O quê? A, b e c são letras muito próximas no alfabeto? Quer dizer, sim, elas são, não sou idiota, já aprendi a ler, mas, quem foi o imbecil que inventou essa regra estúpida? Já sei: as pessoas muito pequenas que moram dentro dos computadores do meu banco e que não trabalham a meu favor. Malditos.

Se algum dia ainda nesta vida eu conseguir cadastrar uma nova senha, prometo que vou entrar na seção de reclamações do site do banco e postar um textão que eles vão se arrepender de ter nascido. Ah, vão. Escafandro794. Foi. Vamos aos boletos, transferências, DOCs. E isso me lembra de que preciso puxar dinheiro da poupança para cobrir o rombo deste mês. Investimentos, resgate, conta integrada, enter.
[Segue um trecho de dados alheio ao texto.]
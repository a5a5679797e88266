//! `bariatric doctor`: Diagnose system health.

use bariatric_config::AppConfig;
use bariatric_core::provider::Provider;

pub async fn run() -> Result<(), Box<dyn std::error::Error>> {
    println!("Bariatric GPT Doctor");
    println!("====================\n");

    let mut issues = 0;

    let config_path = AppConfig::config_dir().join("config.toml");
    if !config_path.exists() {
        println!("  [warn] No config file, defaults apply (run `bariatric onboard`)");
        issues += 1;
    }

    let config = match AppConfig::load() {
        Ok(config) => {
            println!("  [ok]   Configuration valid");
            config
        }
        Err(e) => {
            println!("  [fail] Configuration invalid: {e}");
            println!("\n  1 blocking issue found.");
            return Ok(());
        }
    };

    match bariatric_agent::builder::default_provider(&config) {
        Ok(provider) => match provider.health_check().await {
            Ok(true) => println!("  [ok]   Provider '{}' reachable", provider.name()),
            Ok(false) => {
                println!("  [warn] Provider '{}' responded but reports unhealthy", provider.name());
                issues += 1;
            }
            Err(e) => {
                println!("  [fail] Provider '{}' unreachable: {e}", provider.name());
                issues += 1;
            }
        },
        Err(e) => {
            println!("  [fail] {e}");
            issues += 1;
        }
    }

    match &config.knowledge.index_path {
        Some(path) if std::path::Path::new(path).exists() => {
            println!("  [ok]   Knowledge index found at {path}")
        }
        Some(path) => {
            println!("  [warn] Knowledge index missing at {path}, retrieval disabled");
            issues += 1;
        }
        None => println!("  [info] No knowledge index configured"),
    }

    if config.profile_store.url.is_none() {
        println!("  [info] Profile store is in-process; profiles reset on restart");
    }

    println!();
    if issues == 0 {
        println!("  All checks passed!");
    } else {
        println!("  {issues} issue(s) found. See above for details.");
    }

    Ok(())
}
Qual é o problema agora? Não tenho saldo suficiente é o cacete. Pergunta para a sua mãe se o meu dinheiro não basta, bando de corno. Eu não sou de invocar a mãe tantas vezes, nem de ficar estressada assim, mas, olha, te juro, essas coisas de tecnologia tiram a gente do sério e fazem qualquer um perder a razão. Mas, está bem, prometo que vou me controlar neste telefonema para a central de atendimentos, até porque os funcionários não têm nada a ver com isso – só acho bom que eles resolvam meu problema.

Opção 9, falar com um de nossos atendentes. Sou a quinta da fila. Podia ser pior e nem fila ter – outro dia liguei para um 0800 em que todos os funcionários passaram o dia todo ocupados, e, a cada vez que a maquininha me dava essa informação, curiosamente a ligação caía e eu tinha que ligar de novo. Sou a próxima, vou chorar de emoção. Boa tarde, Júlio, claro que eu repito todos os números de todos os meus documentos e do RG de minha falecida avó para garantir que sou eu mesma, fica à vontade para perguntar. E, óbvio que você pode me ajudar, quer dizer, espero que você possa fazer isso.

Não, Júlio, eu não tenho aqui o token enviado pelo correio no semestre passado. Não, eu não sei onde coloquei. Perdão, Júlio, perdão eterno. Talvez meu cachorro tenha comido. Aliás, Júlio, o que é mesmo um token? É virtual, dá para pegar na mão? E tem gosto de quê? Ok. Espera. Quer dizer que sem o token eu não vou estar sendo autorizada nem vou estar podendo estar realizando qualquer tipo de transação na minha própria conta, Júlio? É o fim da picada.

Eu odeio esse banco, sabe, Júlio. Acho que já te falei isso. Eu só sou cliente dele porque esta conta foi aberta há 200 anos, e eu tenho preguiça de trocar. Mas é isso que eu vou fazer, está ligado? Trocar. Sair. Mudar. Espero, Júlio, de coração, que todos aí nessa central fiquem broxas e explodam. Estou indo. Vida nova. Aguarde que, muito em breve, esfregarei bem na sua cara o meu novo cartão personalizado, minha cesta de serviços gratuitos, meu saque só com a impressão digital.

Neste novo banco, Júlio, as pessoas muito pequenas que moram dentro dos computadores, lá de suas minúsculas mesas em seus minúsculos coworkings, não farão nada da vida a não ser trabalhar a meu favor. Guarde este nome, Júlio: um banco chamado dinheiro guardado debaixo do colchão. Este é o futuro. Adeus.